Pour l’individu dont les pieds sont posés dans deux pirogues proches, sans stabilité, il reste la peur, l'attente, l’obligation de réussir, l'anxiété. Il devient impossible de percevoir la solution évidente : celle qui indique qu'il faut changer de cap, s’arrêter sur ce qui existe, renoncer à ce qui n'existe pas, à ce qui pourrait exister. Cette évidence est incommensurablement difficile, elle est vécue comme une perte, un échec, ou comme une capitulation.

De telles situations engendrent du désespoir et de l'anxiété.
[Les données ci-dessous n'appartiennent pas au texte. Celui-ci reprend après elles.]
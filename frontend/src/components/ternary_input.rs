use shared::{format_percent, Period, Triangle};
use web_sys::{Element, MouseEvent};
use yew::prelude::*;

use crate::components::thank_you_modal::ThankYouModal;
use crate::hooks::use_ternary_input::use_ternary_input;
use crate::services::api::ApiClient;

#[derive(Properties, PartialEq)]
pub struct TernaryInputProps {
    pub period: Period,
    pub title: AttrValue,
    #[prop_or_default]
    pub api_client: ApiClient,
}

/// Clickable triangle: innovation bottom-left, equality bottom-right,
/// stability at the top.
#[function_component(TernaryInput)]
pub fn ternary_input(props: &TernaryInputProps) -> Html {
    let svg_ref = use_node_ref();
    let ternary = use_ternary_input(&props.period, &props.api_client);
    let state = ternary.state;
    let viewport = state.viewport;

    let on_click = {
        let svg_ref = svg_ref.clone();
        let on_point = ternary.actions.on_point.clone();
        Callback::from(move |e: MouseEvent| {
            let Some(svg) = svg_ref.cast::<Element>() else {
                return;
            };
            let rect = svg.get_bounding_client_rect();
            let x = e.client_x() as f64 - rect.left();
            let y = e.client_y() as f64 - rect.top();
            on_point.emit(viewport.map_rendered(x, y, rect.width(), rect.height()));
        })
    };

    let on_submit_click = {
        let on_submit = ternary.actions.on_submit.clone();
        Callback::from(move |_: MouseEvent| on_submit.emit(()))
    };

    let polygon_points = Triangle::from_viewport(viewport)
        .map(|triangle| triangle.svg_points())
        .unwrap_or_default();

    html! {
        <article class="card">
            <div class="triangle-wrap">
                <h3>{&props.title}</h3>

                <svg
                    ref={svg_ref}
                    class="ternary-canvas"
                    viewBox={format!("0 0 {} {}", viewport.width, viewport.height)}
                    preserveAspectRatio="xMidYMid meet"
                    onclick={on_click}
                    style="width: 100%; height: auto"
                >
                    <polygon points={polygon_points} fill="#f1f5f9" stroke="#e2e8f0" stroke-width="2" />
                    <text x="18" y="352" class="label">{"Innovation"}</text>
                    <text x="320" y="352" class="label">{"Equality"}</text>
                    <text x="180" y="24" class="label" text-anchor="middle">{"Stability"}</text>

                    {if let Some(marker) = state.marker {
                        html! {
                            <circle
                                cx={marker.x.to_string()}
                                cy={marker.y.to_string()}
                                r="8"
                                fill="#2563eb"
                                stroke="#fff"
                                stroke-width="2"
                            />
                        }
                    } else {
                        html! {}
                    }}
                </svg>

                <div class="info small">
                    {if state.submitted {
                        html! {
                            <div>
                                <strong>{"Submitted"}</strong>
                                <div>{"Your recorded proportions (approx):"}</div>
                                {if let Some(record) = &state.last_submission {
                                    html! {
                                        <div>
                                            {format!(
                                                "Innovation: {} · Equality: {} · Stability: {}",
                                                format_percent(record.innovation),
                                                format_percent(record.equality),
                                                format_percent(record.stability),
                                            )}
                                        </div>
                                    }
                                } else {
                                    html! {
                                        <div class="small">{"You submitted previously for this year."}</div>
                                    }
                                }}
                            </div>
                        }
                    } else {
                        html! {
                            <>
                                <div>{"Click inside the triangle to place a dot representing the balance."}</div>
                                <div class="submit-row">
                                    <button
                                        class="button"
                                        onclick={on_submit_click}
                                        disabled={state.submitting}
                                    >
                                        {format!("Submit for {}", props.period)}
                                    </button>
                                </div>
                                <div class="hint">
                                    {"Innovation · Equality · Stability: values sum to 100%."}
                                </div>
                            </>
                        }
                    }}
                    {if let Some(status) = &state.status {
                        html! { <div class="status">{status}</div> }
                    } else {
                        html! {}
                    }}
                </div>
            </div>

            <ThankYouModal
                open={state.confirmation.open}
                on_close={ternary.actions.on_close_confirmation.clone()}
                data={state.confirmation.data.clone()}
                period={state.confirmation.period.clone()}
            />
        </article>
    }
}
use std::{env, fmt::Display, str::FromStr};

use tracing::{info, warn};

/// Runtime settings for the record store, read from the environment
#[derive(Debug, Clone)]
pub struct Config {
    pub port: u16,
    pub database_url: String,
    pub allowed_origin: String,
    pub frontend_dist: String,
}

impl Config {
    pub fn load() -> anyhow::Result<Self> {
        Ok(Self {
            port: try_load("RECORD_STORE_PORT", "3000")?,
            database_url: try_load("DATABASE_URL", "sqlite:responses.db")?,
            allowed_origin: try_load("ALLOWED_ORIGIN", "http://localhost:8080")?,
            frontend_dist: try_load("FRONTEND_DIST", "../frontend/dist")?,
        })
    }
}

fn try_load<T: FromStr>(key: &str, default: &str) -> anyhow::Result<T>
where
    T::Err: Display,
{
    let raw = env::var(key).unwrap_or_else(|_| {
        info!("{key} not set, using default: {default}");
        default.to_string()
    });

    raw.parse().map_err(|e| {
        warn!("Invalid {key} value: {e}");
        anyhow::anyhow!("environment variable {key} is invalid: {e}")
    })
}

#[cfg(test)]
mod tests {
    use super::*;

    #[test]
    fn test_try_load_falls_back_to_default() {
        let port: u16 = try_load("TERNARY_TEST_UNSET_PORT", "3000").unwrap();
        assert_eq!(port, 3000);
    }

    #[test]
    fn test_try_load_rejects_unparseable_default() {
        let port: anyhow::Result<u16> = try_load("TERNARY_TEST_UNSET_PORT", "not-a-port");
        assert!(port.is_err());
    }
}
//! # Collaborator traits
//!
//! The widget talks to two outside systems: the record store that persists a
//! response, and a durable per-device flag store that remembers whether this
//! client already answered for a period. Both are traits so the browser,
//! the backend tests and the widget tests can each plug in their own.

use async_trait::async_trait;
use std::collections::HashMap;

use crate::{ResponseRecord, SurveyError};

/// Remote storage for submitted responses
///
/// Implementations must report a store-side refusal as
/// [`SurveyError::InsertRejected`] and transport problems as
/// [`SurveyError::InsertFailed`]; the caller keeps the selection either way.
#[async_trait(?Send)]
pub trait RecordStore {
    async fn insert_response(&self, record: &ResponseRecord) -> Result<(), SurveyError>;
}

/// Durable key-value flags scoped to this client
pub trait GuardStore {
    /// Presence check for `key`
    fn get(&self, key: &str) -> Option<String>;

    fn set(&mut self, key: &str, value: &str) -> Result<(), SurveyError>;
}

/// In-process guard store, mainly for tests and non-browser hosts
#[derive(Debug, Clone, Default)]
pub struct MemoryGuardStore {
    values: HashMap<String, String>,
}

impl MemoryGuardStore {
    pub fn new() -> Self {
        Self::default()
    }
}

impl GuardStore for MemoryGuardStore {
    fn get(&self, key: &str) -> Option<String> {
        self.values.get(key).cloned()
    }

    fn set(&mut self, key: &str, value: &str) -> Result<(), SurveyError> {
        self.values.insert(key.to_string(), value.to_string());
        Ok(())
    }
}
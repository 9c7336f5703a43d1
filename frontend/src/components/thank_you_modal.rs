use gloo::events::EventListener;
use shared::{format_percent, ResponseRecord};
use wasm_bindgen::JsCast;
use web_sys::{KeyboardEvent, MouseEvent};
use yew::prelude::*;

#[derive(Properties, PartialEq)]
pub struct ThankYouModalProps {
    pub open: bool,
    pub on_close: Callback<()>,
    #[prop_or_default]
    pub data: Option<ResponseRecord>,
    pub period: AttrValue,
}

/// Confirmation shown after a response is stored.
///
/// Closes on a backdrop click, the Close button, or Escape.
#[function_component(ThankYouModal)]
pub fn thank_you_modal(props: &ThankYouModalProps) -> Html {
    use_effect_with(props.open, {
        let on_close = props.on_close.clone();
        move |open: &bool| {
            let listener = if *open {
                web_sys::window().map(|window| {
                    EventListener::new(&window, "keydown", move |event| {
                        if let Some(event) = event.dyn_ref::<KeyboardEvent>() {
                            if event.key() == "Escape" {
                                on_close.emit(());
                            }
                        }
                    })
                })
            } else {
                None
            };
            move || drop(listener)
        }
    });

    let on_backdrop_click = {
        let on_close = props.on_close.clone();
        Callback::from(move |e: MouseEvent| {
            e.stop_propagation();
            on_close.emit(());
        })
    };

    let on_modal_click = Callback::from(|e: MouseEvent| {
        e.stop_propagation();
    });

    let on_close_click = {
        let on_close = props.on_close.clone();
        Callback::from(move |_: MouseEvent| {
            on_close.emit(());
        })
    };

    if !props.open {
        return html! {};
    }

    html! {
        <div class="modal-overlay" role="dialog" aria-modal="true" onclick={on_backdrop_click}>
            <div class="modal" role="document" onclick={on_modal_click}>
                <div class="modal-header">
                    <h3>{"Thank you!"}</h3>
                    <div class="modal-sub">
                        {format!("Your response for {} has been recorded.", props.period)}
                    </div>
                </div>

                {if let Some(data) = &props.data {
                    html! {
                        <div class="modal-content">
                            <div class="stats-row">
                                {stat("Innovation", data.innovation)}
                                {stat("Equality", data.equality)}
                                {stat("Stability", data.stability)}
                            </div>
                        </div>
                    }
                } else {
                    html! {
                        <div class="modal-content">
                            <div class="modal-note">
                                {"We recorded your submission. Thank you for participating!"}
                            </div>
                        </div>
                    }
                }}

                <div class="modal-actions">
                    <button type="button" class="button" onclick={on_close_click}>{"Close"}</button>
                </div>
            </div>
        </div>
    }
}

fn stat(label: &'static str, value: f64) -> Html {
    html! {
        <div class="stat">
            <div class="stat-label">{label}</div>
            <div class="stat-value">{format_percent(value)}</div>
        </div>
    }
}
Les conseillers apparaissent, avec leurs propositions génériques, ainsi que les "oreilles amies", comme tentative de solution, ce jusqu'à ce que l’individu s’aperçoive de son impuissance, de la nécessité de remettre en question et de changer ses attitudes et le but de sa vie, bref, de la nécessité de chercher de l'aide. Une nouvelle voie est alors ouverte, soit vers le désespoir et l’ajournement, soit vers la recherche de conseil et de questionnement psychologique, technique.

Ce processus varie en fonction des configurations individuelles : on peut s'adresser au pasteur, au curé, à la « mère-de-saint » (sacerdote de religion afro-brésilienne), au gourou spirituel, pour cette recherche d'aide magique et d’amis qui protègent, ou l’on peut rechercher des professionnels, des psychothérapeutes qui décideront ou comprendront que le problème est l’individu lui-même, ses motivations et ses désirs, et quand cela se produit, la dissonance prend fin.

Surgit alors l’unité qui ordonne le système chaotique, c'est-à-dire le questionnement des motivations et des intérêts de l’individu. C'est un moment fondamental au cours duquel agissent les orientations psychologiques techniques, et également lorsque l'autre, le soi-même et la réalité sont désormais perçus d’une autre façon. C'est la transformation amorcée par les questionnements de l'être-au-monde même, et qui unifie en transformant les références initiales. Le présent est net — les situations ne sont pas dissociées — tout s'explique et se pose en tant que ce qui est ici et maintenant, indépendamment du rêve, de la peur, du désir et des frustrations.